Wilson se donne du bon temps. Il devenait difficile de s'en donner, du bon temps.
Wilson se fit remettre le restant de la somme par Croft et Martinez, se munit de quatre bidons vides, s'en fut voir le sergent de mess. Il lui versa la somme convenue de vingt livres et s'en revint avec quatre bidons pleins. Il en cacha un dans sa tente, sous une couverture pliée, puis il rejoignit les autres, détacha les bidons de sa ceinture. « On fera mieux de les vider dare-dare, dit-il. Cet alcool il peut bouffer le métal. »
Gallagher prit une lampée. « Avec quelle ordure que c'est fait ? demanda-t-il.

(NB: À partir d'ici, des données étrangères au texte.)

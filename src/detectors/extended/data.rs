//! Data and configuration formats: JSON, YAML, TOML, INI

use once_cell::sync::Lazy;
use regex::Regex;

use crate::context::DetectionContext;
use crate::detectors::scoring::pattern;

/// Object opening with a quoted key, for samples cut off by the cap
static JSON_OBJECT_HEAD: Lazy<Regex> = Lazy::new(|| pattern(r#"\A\{\s*"[^"\n]+"\s*:"#));

static YAML_KEY: Lazy<Regex> =
    Lazy::new(|| pattern(r#"^\s*(-\s+)?([\w.-]+|"[^"]+"|'[^']+')\s*:(\s+\S.*)?$"#));

static YAML_ITEM: Lazy<Regex> = Lazy::new(|| pattern(r"^\s*-\s+\S"));

static DOCUMENT_START: Lazy<Regex> = Lazy::new(|| pattern(r"\A(---|%YAML)[ \t]*(\n|$)"));

static SECTION_HEADER: Lazy<Regex> = Lazy::new(|| pattern(r#"^\[\[?[\w.\x22' -]+\]\]?$"#));

static PAIR_KEY: Lazy<Regex> = Lazy::new(|| pattern(r#"^[\w.\x22' -]+$"#));

pub fn detect_json(ctx: &DetectionContext<'_>) -> Option<&'static str> {
    let sample = ctx.sample;
    let bracketed = (sample.starts_with('{') && sample.ends_with('}'))
        || (sample.starts_with('[') && sample.ends_with(']'));

    if bracketed {
        return match serde_json::from_str::<serde_json::Value>(sample) {
            Ok(_) => Some("json"),
            Err(e) => {
                tracing::trace!("json trial parse failed: {e}");
                None
            }
        };
    }

    (ctx.is_truncated() && JSON_OBJECT_HEAD.is_match(sample)).then_some("json")
}

pub fn detect_yaml(ctx: &DetectionContext<'_>) -> Option<&'static str> {
    if DOCUMENT_START.is_match(ctx.sample) {
        return Some("yaml");
    }

    let mut keys = 0usize;
    let mut others = 0usize;
    for line in ctx.lines.iter().take(100) {
        let t = line.trim();
        if t.is_empty() || t.starts_with('#') {
            continue;
        }
        // YAML never indents with tabs
        if line.starts_with('\t') || t.ends_with(';') || t.ends_with('{') || t.contains(" = ") {
            return None;
        }
        if YAML_KEY.is_match(line) {
            keys += 1;
        } else if !YAML_ITEM.is_match(line) {
            others += 1;
        }
    }

    (keys >= 2 && keys >= others).then_some("yaml")
}

/// Line census over `key = value` files
#[derive(Debug, Default)]
struct KeyValueShape {
    headers: usize,
    typed_pairs: usize,
    bare_pairs: usize,
    semicolon_comments: usize,
    /// `{` openers, bare `}`, `;`-terminated pairs and spaced keys
    code_lines: usize,
    others: usize,
}

impl KeyValueShape {
    fn of(ctx: &DetectionContext<'_>) -> Self {
        let mut shape = Self::default();
        for line in ctx.lines.iter().take(100) {
            let t = line.trim();
            if t.is_empty() || t.starts_with('#') {
                continue;
            }
            if t.starts_with(';') {
                shape.semicolon_comments += 1;
            } else if SECTION_HEADER.is_match(t) {
                shape.headers += 1;
            } else if t.ends_with('{') || t == "}" {
                shape.code_lines += 1;
                shape.others += 1;
            } else if let Some((key, value)) = t.split_once('=')
                && PAIR_KEY.is_match(key.trim())
            {
                let (key, value) = (key.trim(), value.trim());
                if value.ends_with(';') || is_spaced_bare_key(key) {
                    shape.code_lines += 1;
                }
                if is_typed_value(value) {
                    shape.typed_pairs += 1;
                } else {
                    shape.bare_pairs += 1;
                }
            } else {
                shape.others += 1;
            }
        }
        shape
    }

    fn pairs(&self) -> usize {
        self.typed_pairs + self.bare_pairs
    }
}

/// Unquoted key with inner whitespace, legal in INI but not in TOML
fn is_spaced_bare_key(key: &str) -> bool {
    !key.starts_with(['"', '\'']) && key.contains(char::is_whitespace)
}

/// Quoted strings, arrays, inline tables, booleans, numbers and dates
fn is_typed_value(value: &str) -> bool {
    match value.chars().next() {
        Some('"' | '\'' | '[' | '{') => true,
        Some(c) if c.is_ascii_digit() || c == '-' || c == '+' => true,
        _ => matches!(value, "true" | "false" | "inf" | "nan"),
    }
}

pub fn detect_toml(ctx: &DetectionContext<'_>) -> Option<&'static str> {
    let shape = KeyValueShape::of(ctx);
    let looks_like_toml = shape.semicolon_comments == 0
        && shape.code_lines == 0
        && shape.bare_pairs == 0
        && shape.typed_pairs >= 1
        && (shape.headers >= 1 || shape.typed_pairs >= 2)
        && shape.others <= shape.typed_pairs;
    looks_like_toml.then_some("toml")
}

pub fn detect_ini(ctx: &DetectionContext<'_>) -> Option<&'static str> {
    let shape = KeyValueShape::of(ctx);
    let looks_like_ini = (shape.headers >= 1 || shape.semicolon_comments >= 1)
        && shape.pairs() >= 1
        && shape.others * 2 <= shape.pairs();
    looks_like_ini.then_some("ini")
}
use once_cell::sync::Lazy;
use regex::{Regex, RegexSet};

use super::scoring::{Scorecard, Signal, Weight::*, pattern, pattern_set};
use crate::context::DetectionContext;

/// `#!/usr/bin/env bash` and friends, which the shebang classifier leaves alone
static ENV_SHEBANG: Lazy<Regex> =
    Lazy::new(|| pattern(r"^#!\s*\S*/env\s+(-\S+\s+)*(sh|bash|zsh|ksh|dash|fish)\b"));

/// PowerShell cmdlets, Dockerfile instructions, Makefile recipes and Vim script
static CONFUSABLE: Lazy<RegexSet> = Lazy::new(|| {
    pattern_set(&[
        r"\b(Get|Set|New|Remove|Write|Invoke|Import)-[A-Z]\w+",
        r"(?m)^\s*param\s*\(",
        r"(?m)^FROM\s+\S+[\s\S]*^(RUN|COPY|CMD|ENTRYPOINT|WORKDIR|ADD)\s",
        r"(?m)^[\w.%/$()-]+\s*:[^=\n]*\n\t\S",
        r"(?m)^\.PHONY\s*:",
        // `set -e` is bash; `set number` and `set ts=4` are Vim options
        r"(?m)^\s*set\s+(no)?[a-z]+([+^-]?=\S*)?\s*$",
        r"(?m)^\s*([nvxoic]?(nore)?map|autocmd|augroup)!?\s",
        r"(?m)^\s*let\s+[gsbwtv]:\w+",
        r"(?m)^\s*(function!|endfunction\b|endf\b)",
    ])
});

static ZSH_TELLS: Lazy<RegexSet> = Lazy::new(|| {
    pattern_set(&[
        r"(?m)^\s*(setopt|unsetopt|autoload|zstyle|compdef|bindkey)\s",
        r"\$\{\(\w+\)",
    ])
});

static FISH_TELLS: Lazy<RegexSet> = Lazy::new(|| {
    pattern_set(&[
        r"(?m)^\s*function\s+[\w-]+(\s+--?\w+.*)?\s*$[\s\S]*^\s*end\s*$",
        r"(?m)^\s*set\s+-[gxlU]+\s+\w+",
        r"\$argv\b",
    ])
});

static BASH_SIGNALS: Lazy<Scorecard> = Lazy::new(|| {
    Scorecard::compile(
        "bash",
        &[
            Signal::new(r"\bif\s+\[\[?\s", Strong),
            Signal::new(r"(?m)^\s*fi\s*$", Strong),
            Signal::new(r"(?m)^\s*(done|esac)\s*$", Strong),
            Signal::new(r"\$\{?[A-Za-z_]\w*\}?", Weak),
            Signal::new(r"(?m)^\s*export\s+[A-Z_][A-Z0-9_]*=", Strong),
            Signal::new(r"(?m)^\s*[A-Za-z_]\w*=\S", Weak),
            Signal::new(r"(?m)^\s*(echo|cd|ls|mkdir|rm|cp|mv|chmod|chown|grep|sed|awk|curl|wget|cat|source|tar|git|sudo|docker|kubectl|make|ssh|touch|printf|exit|read)\s", Strong),
            Signal::new(r"\|\s*(grep|sed|awk|sort|uniq|head|tail|wc|xargs|tr|cut|tee)\b", Strong),
            Signal::new(r"\d?>>?\s*(/dev/null|&\d|\S+)|&&|\|\|", Weak),
            Signal::new(r"\$\(", Weak),
            Signal::new(r";\s*then\b|(?m)^\s*then\s*$", Strong),
            Signal::new(r"(?m)^\s*(function\s+)?[\w-]+\s*\(\)\s*\{", Strong),
            Signal::new(r"\bfor\s+\w+\s+in\b.*;\s*do\b|(?m)^\s*do\s*$", Weak),
            Signal::new(r"(?m)^\s*local\s+\w+=", Weak),
            Signal::new(r"(?m)^\s*(sudo\s+)?(apt|apt-get|yum|dnf|brew|npm|pip|pip3|cargo|yarn|pnpm|gem|go)\s+(install|add|update|upgrade|remove|run|build|test|init|get)\b", Decisive),
            Signal::new(r"(?m)^\s*\$\s+\w", Strong),
        ],
    )
});

pub fn detect(ctx: &DetectionContext<'_>) -> Option<&'static str> {
    if let Some(caps) = ENV_SHEBANG.captures(ctx.first_line) {
        return Some(match &caps[2] {
            "zsh" => "zsh",
            "fish" => "fish",
            _ => "bash",
        });
    }

    let text = ctx.first_100_lines.as_str();
    if CONFUSABLE.is_match(text) {
        return None;
    }

    if ZSH_TELLS.is_match(text) {
        return Some("zsh");
    }
    if !ctx.has_curly_braces && FISH_TELLS.is_match(text) {
        return Some("fish");
    }

    BASH_SIGNALS.clears(text, 3).then_some("bash")
}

— Oh ! c'est de la bonne camelote », l'assura Wilson. Il but une longue gorgée et exhala avec satisfaction. L'alcool se répandit dans son gosier et sa poitrine et se déposa tièdement dans son estomac. Une sensation de bien-être se propagea en spirale dans ses membres, et une joyeuse chaleur commença à détendre son corps. « Dis, ça me fait du bien », fit-il. Avec la lampée dans son ventre, et la conscience que d'autres lampées allaient suivre, il se sentait du génie. Un désir lui venait d'aborder des sujets philosophiques. « Te sais, dit-il, le whisky c'est le genre de chose qu'un gars y devrait pas s'en passer. C'est ça qui cloche avec cette nom de Dieu de guerre : y a pas moyen de moyenner et de se payer de bon temps même si ça fait pas de mal à personne. »
Croft grommela dans sa barbe et essuya le goulot du bidon avant que d'y boire. Red laissa couler un peu de terre entre ses doigts. L'alcool avait une saveur douce et rêche qui lui écorchait le gosier et dilatait son irritation. Il frotta son nez rouge et lourdaud, puis cracha coléreuse-ment. « Y a personne qui te demandera ce que tu veux faire, dit-il à Wilson. Tout ce qu'ils savent, c'est t'envoyer te faire crever le cul. » Le temps d'une seconde il revit les cadavres dans la clairière verdoyante, l'air nu de la chair lacérée. « Te fais pas d'idées, dit-il. Un gars est pas plus important qu'un sacré nom de Dieu de clebs. »
Gallagher se rappelait comment les jambes et les bras du prisonnier japonais avaient frémi dans la seconde où Croft avait tiré. « Exactement comme un foutre de poulet à qui on tord le cou », marmotta-t-il hargneusement.
Martinez leva la tête. Son visage était cave, et il y avait des ombres sous ses yeux. « Pourquoi toi pas te taire ? demanda-t-il. Nous voir même chose que toi. » Sa voix, presque toujours calme et polie, eut une note bilieuse et stridente qui étonna Gallagher et le fit se taire.
« Faisons circuler le bidon », suggéra Wilson. Il l'inclina et le pompa jusqu'à la dernière goutte. « Je crois qu'il faut déboucher un autre bidon, soupira-t-il.
— On a tous payé pour la gnole, dit Croft. Faut que chacun boit sa part. » Wilson pouffa.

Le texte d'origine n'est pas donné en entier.